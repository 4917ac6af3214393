//! Compose session: the draft plus its validation and submission state machine

use std::{fmt, sync::Arc, time::Duration};

use tokio::task::JoinHandle;
use tracing::{debug, info, warn};

use crate::domain::{
    communication::{
        recipient_files::RecipientFileParser,
        sender::{BulkEmailRequest, BulkSender, SendError, SendReport},
    },
    configuration::ConfigurationStore,
};

use super::{
    partition_addresses, Body, Draft, Field, FieldError, FileBlob, RecipientSource,
    SubmitError, TextField, ValidationResult, SPREADSHEET_EXTENSIONS,
};

/// Where the session is in the submit cycle
#[derive(Debug, Clone, Copy, PartialEq, Eq)]
pub enum SubmissionState {
    /// Editing
    Idle,

    /// Checking the draft before sending
    Validating,

    /// Waiting on the backend
    Submitting,

    /// A send is waiting for its delay to elapse
    Scheduled,

    /// Last send went through; the draft has been reset
    Succeeded,

    /// Last attempt failed; the draft is kept for correction
    Failed,
}

#[derive(Debug)]
struct ScheduledSend {
    handle: JoinHandle<Result<SendReport, SendError>>,
    delay: Duration,
}

/// One composer window and the campaign it is building
pub struct ComposeSession<S, P, C>
where
    S: BulkSender,
    P: RecipientFileParser,
    C: ConfigurationStore,
{
    draft: Draft,
    errors: ValidationResult,
    recipient_warning: Option<String>,
    submission_error: Option<String>,
    last_report: Option<SendReport>,
    state: SubmissionState,
    scheduled: Option<ScheduledSend>,
    sender: Arc<S>,
    parser: Arc<P>,
    configuration: Arc<C>,
}

impl<S, P, C> ComposeSession<S, P, C>
where
    S: BulkSender,
    P: RecipientFileParser,
    C: ConfigurationStore,
{
    /// Opens a session with an empty draft
    pub fn new(sender: Arc<S>, parser: Arc<P>, configuration: Arc<C>) -> Self {
        Self {
            draft: Draft::default(),
            errors: ValidationResult::default(),
            recipient_warning: None,
            submission_error: None,
            last_report: None,
            state: SubmissionState::Idle,
            scheduled: None,
            sender,
            parser,
            configuration,
        }
    }

    /// The current draft
    pub fn draft(&self) -> &Draft {
        &self.draft
    }

    /// Current field errors
    pub fn errors(&self) -> &ValidationResult {
        &self.errors
    }

    /// Where the session is in the submit cycle
    pub fn state(&self) -> SubmissionState {
        self.state
    }

    /// Non-blocking note from the last recipient file, e.g. skipped entries
    pub fn recipient_warning(&self) -> Option<&str> {
        self.recipient_warning.as_deref()
    }

    /// Top-level message from the last failed send
    pub fn submission_error(&self) -> Option<&str> {
        self.submission_error.as_deref()
    }

    /// Report from the last successful send
    pub fn last_report(&self) -> Option<&SendReport> {
        self.last_report.as_ref()
    }

    /// Whether a scheduled send is pending; submit and schedule are refused meanwhile
    pub fn is_busy(&self) -> bool {
        self.scheduled.is_some()
    }

    /// Delay of the pending scheduled send
    pub fn scheduled_delay(&self) -> Option<Duration> {
        self.scheduled.as_ref().map(|scheduled| scheduled.delay)
    }

    /// Adds typed addresses to the recipients.
    ///
    /// Well-formed entries are merged even when others are rejected; the
    /// rejected ones are listed in the returned error.
    pub fn set_recipients_from_list<I, T>(&mut self, addresses: I) -> Result<usize, FieldError>
    where
        I: IntoIterator<Item = T>,
        T: AsRef<str>,
    {
        self.touch();

        let (valid, invalid) = partition_addresses(addresses);

        if !valid.is_empty() {
            self.draft.recipients.set_source(RecipientSource::List);
        }

        let added = self.draft.recipients.merge(valid);

        if !invalid.is_empty() {
            debug!(count = invalid.len(), "rejected malformed recipients");

            let error = FieldError::RecipientsInvalid(invalid);
            self.errors.set(Field::Recipients, error.clone());

            return Err(error);
        }

        if !self.draft.recipients.is_empty() {
            self.errors.clear(Field::Recipients);
        }

        Ok(added)
    }

    /// Extracts recipients from an uploaded spreadsheet and merges them.
    ///
    /// Only `.xlsx`, `.xls` and `.csv` files up to 10MB are read. Malformed
    /// entries are skipped and counted in [`Self::recipient_warning`].
    pub async fn set_recipients_from_file(&mut self, file: FileBlob) -> Result<usize, FieldError> {
        self.touch();

        if !file.has_extension(SPREADSHEET_EXTENSIONS) {
            return Err(self.reject_recipient_file(FieldError::RecipientFileType));
        }

        if !file.within_size_limit() {
            return Err(self.reject_recipient_file(FieldError::RecipientFileTooLarge));
        }

        let raw = match self.parser.parse_recipients(&file).await {
            Ok(raw) => raw,
            Err(err) => {
                warn!(file = file.name(), error = %err, "could not parse recipient file");

                return Err(
                    self.reject_recipient_file(FieldError::RecipientFileUnreadable(
                        err.user_message(),
                    )),
                );
            }
        };

        let (valid, invalid) = partition_addresses(&raw);

        self.recipient_warning = match (valid.is_empty(), invalid.len()) {
            (true, 0) => Some("No valid email addresses found in the file".to_string()),
            (_, 0) => None,
            (_, skipped) => Some(format!("{} invalid email address(es) were skipped", skipped)),
        };

        let added = self.draft.recipients.merge(valid);

        self.draft.recipients.set_source(RecipientSource::Spreadsheet {
            name: file.name().to_string(),
            extension: file.extension().unwrap_or_default(),
            size: file.size(),
        });

        self.errors.clear(Field::RecipientFile);
        self.clear_missing_recipients();

        info!(file = file.name(), added, skipped = invalid.len(), "imported recipients");

        Ok(added)
    }

    /// Removes one recipient. Unknown addresses are ignored.
    pub fn remove_recipient(&mut self, address: &str) -> bool {
        if !self.draft.recipients.remove(address) {
            return false;
        }

        self.touch();

        if self.draft.recipients.is_empty() {
            self.errors.set(Field::Recipients, FieldError::RecipientsMissing);
        } else {
            self.clear_missing_recipients();
        }

        true
    }

    /// Assigns subject, Cc or Bcc
    pub fn set_field(&mut self, field: TextField, value: &str) {
        self.touch();

        match field {
            TextField::Subject => {
                self.draft.subject = value.to_string();

                if !value.trim().is_empty() {
                    self.errors.clear(Field::Subject);
                }
            }
            TextField::Cc => self.draft.cc = value.to_string(),
            TextField::Bcc => self.draft.bcc = value.to_string(),
        }
    }

    /// Replaces the body markup and re-derives its plain text
    pub fn update_body(&mut self, markup: &str) {
        self.touch();

        self.draft.body = Body::from_markup(markup);

        if !self.draft.body.is_visually_empty() {
            self.errors.clear(Field::Body);
        }
    }

    /// Attaches every file that passes the type, size and count limits.
    ///
    /// Rejected files are reported together; accepted ones stay attached.
    pub fn add_attachments(&mut self, files: Vec<FileBlob>) -> Result<(), FieldError> {
        self.touch();

        let rejections = self.draft.attachments.add(files);

        if rejections.is_empty() {
            self.errors.clear(Field::Attachments);

            return Ok(());
        }

        let error = FieldError::Attachments(rejections);
        self.errors.set(Field::Attachments, error.clone());

        Err(error)
    }

    /// Removes the attachment at `index`
    pub fn remove_attachment(&mut self, index: usize) -> Option<FileBlob> {
        self.touch();

        self.draft.attachments.remove(index)
    }

    /// Stores the signature appended on submission
    pub fn set_signature(&mut self, text: &str) {
        self.touch();

        self.draft.signature = text.to_string();
    }

    /// Recomputes every field error from scratch; true when the draft can be sent
    pub fn validate(&mut self) -> bool {
        self.errors = self.draft.validate();

        self.errors.is_valid()
    }

    /// Empties the draft and its errors. A pending scheduled send is unaffected.
    pub fn discard(&mut self) {
        self.draft = Draft::default();
        self.errors = ValidationResult::default();
        self.recipient_warning = None;
        self.submission_error = None;

        if self.scheduled.is_none() {
            self.state = SubmissionState::Idle;
        }
    }

    /// Validates and sends the draft.
    ///
    /// On success the draft is reset. On failure it is kept and
    /// [`Self::submission_error`] explains why.
    pub async fn submit(&mut self) -> Result<SendReport, SubmitError> {
        let request = self.prepare()?;

        self.state = SubmissionState::Submitting;
        info!(recipients = request.to.len(), "submitting campaign");

        let outcome = self.sender.send_bulk(&request).await;

        self.finish(outcome)
    }

    /// Validates now and sends a snapshot of the draft after `delay`.
    ///
    /// Must be called from within a Tokio runtime. Collect the outcome with
    /// [`Self::complete_scheduled`].
    pub fn schedule_submit(&mut self, delay: Duration) -> Result<(), SubmitError> {
        let request = self.prepare()?;
        let sender = Arc::clone(&self.sender);

        let handle = tokio::spawn(async move {
            tokio::time::sleep(delay).await;
            sender.send_bulk(&request).await
        });

        self.scheduled = Some(ScheduledSend { handle, delay });
        self.state = SubmissionState::Scheduled;

        info!(?delay, "campaign scheduled");

        Ok(())
    }

    /// Waits for the scheduled send and applies its outcome like [`Self::submit`].
    ///
    /// Dropping the returned future leaves the send pending, so it can still be
    /// cancelled.
    pub async fn complete_scheduled(&mut self) -> Result<SendReport, SubmitError> {
        let scheduled = self
            .scheduled
            .as_mut()
            .ok_or(SubmitError::NothingScheduled)?;

        let joined = (&mut scheduled.handle).await;

        self.scheduled = None;
        self.state = SubmissionState::Submitting;

        match joined {
            Ok(outcome) => self.finish(outcome),
            Err(err) => {
                warn!(error = %err, "scheduled send task failed");

                self.state = SubmissionState::Failed;
                self.submission_error = Some("The scheduled email could not be sent".to_string());

                Err(SubmitError::ScheduledTaskFailed(err.into()))
            }
        }
    }

    /// Aborts the pending scheduled send, if any
    pub fn cancel_scheduled(&mut self) -> bool {
        match self.scheduled.take() {
            Some(scheduled) => {
                scheduled.handle.abort();
                self.state = SubmissionState::Idle;

                info!("scheduled campaign cancelled");

                true
            }
            None => false,
        }
    }

    fn prepare(&mut self) -> Result<BulkEmailRequest, SubmitError> {
        if self.is_busy() {
            return Err(SubmitError::InFlight);
        }

        self.state = SubmissionState::Validating;
        self.submission_error = None;

        if !self.validate() {
            debug!(fields = self.errors.len(), "draft failed validation");

            self.state = SubmissionState::Failed;

            return Err(SubmitError::Invalid(self.errors.clone()));
        }

        if !self.configuration.is_configured() {
            warn!("no mailbox configured, redirecting to configuration");

            self.state = SubmissionState::Idle;

            return Err(SubmitError::NotConfigured);
        }

        Ok(self.draft.to_request())
    }

    fn finish(
        &mut self,
        outcome: Result<SendReport, SendError>,
    ) -> Result<SendReport, SubmitError> {
        let outcome = outcome.and_then(|report| {
            if report.success {
                Ok(report)
            } else {
                Err(SendError::Rejected(
                    report.error.or(report.message).unwrap_or_default(),
                ))
            }
        });

        match outcome {
            Ok(report) => {
                info!(
                    sent = report.sent_count(),
                    failed = report.failed_count(),
                    "campaign sent"
                );

                self.draft = Draft::default();
                self.errors = ValidationResult::default();
                self.recipient_warning = None;
                self.last_report = Some(report.clone());
                self.state = SubmissionState::Succeeded;

                Ok(report)
            }
            Err(err) => {
                warn!(error = %err, "campaign not sent");

                self.submission_error = Some(err.user_message());
                self.state = SubmissionState::Failed;

                Err(err.into())
            }
        }
    }

    fn reject_recipient_file(&mut self, error: FieldError) -> FieldError {
        debug!("recipient file rejected: {}", error);

        self.errors.set(Field::RecipientFile, error.clone());

        error
    }

    fn clear_missing_recipients(&mut self) {
        if self.errors.get(Field::Recipients) == Some(&FieldError::RecipientsMissing)
            && !self.draft.recipients.is_empty()
        {
            self.errors.clear(Field::Recipients);
        }
    }

    // Editing after an outcome starts a new cycle
    fn touch(&mut self) {
        if matches!(
            self.state,
            SubmissionState::Succeeded | SubmissionState::Failed
        ) {
            self.state = SubmissionState::Idle;
        }
    }
}

impl<S, P, C> fmt::Debug for ComposeSession<S, P, C>
where
    S: BulkSender,
    P: RecipientFileParser,
    C: ConfigurationStore,
{
    fn fmt(&self, f: &mut fmt::Formatter<'_>) -> fmt::Result {
        f.debug_struct("ComposeSession")
            .field("draft", &self.draft)
            .field("errors", &self.errors)
            .field("state", &self.state)
            .field("scheduled", &self.scheduled_delay())
            .field("sender", &"BulkSender")
            .field("parser", &"RecipientFileParser")
            .field("configuration", &"ConfigurationStore")
            .finish()
    }
}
__________________________________________________
What to work on
Go through the records above and, whenever a line includes the word "skipped", copy it.

Completed task
    /// Non-blocking note from the last recipient file, e.g. skipped entries
    /// entries are skipped and counted in [`Self::recipient_warning`].
            (_, skipped) => Some(format!("{} invalid email address(es) were skipped", skipped)),
        info!(file = file.name(), added, skipped = invalid.len(), "imported recipients");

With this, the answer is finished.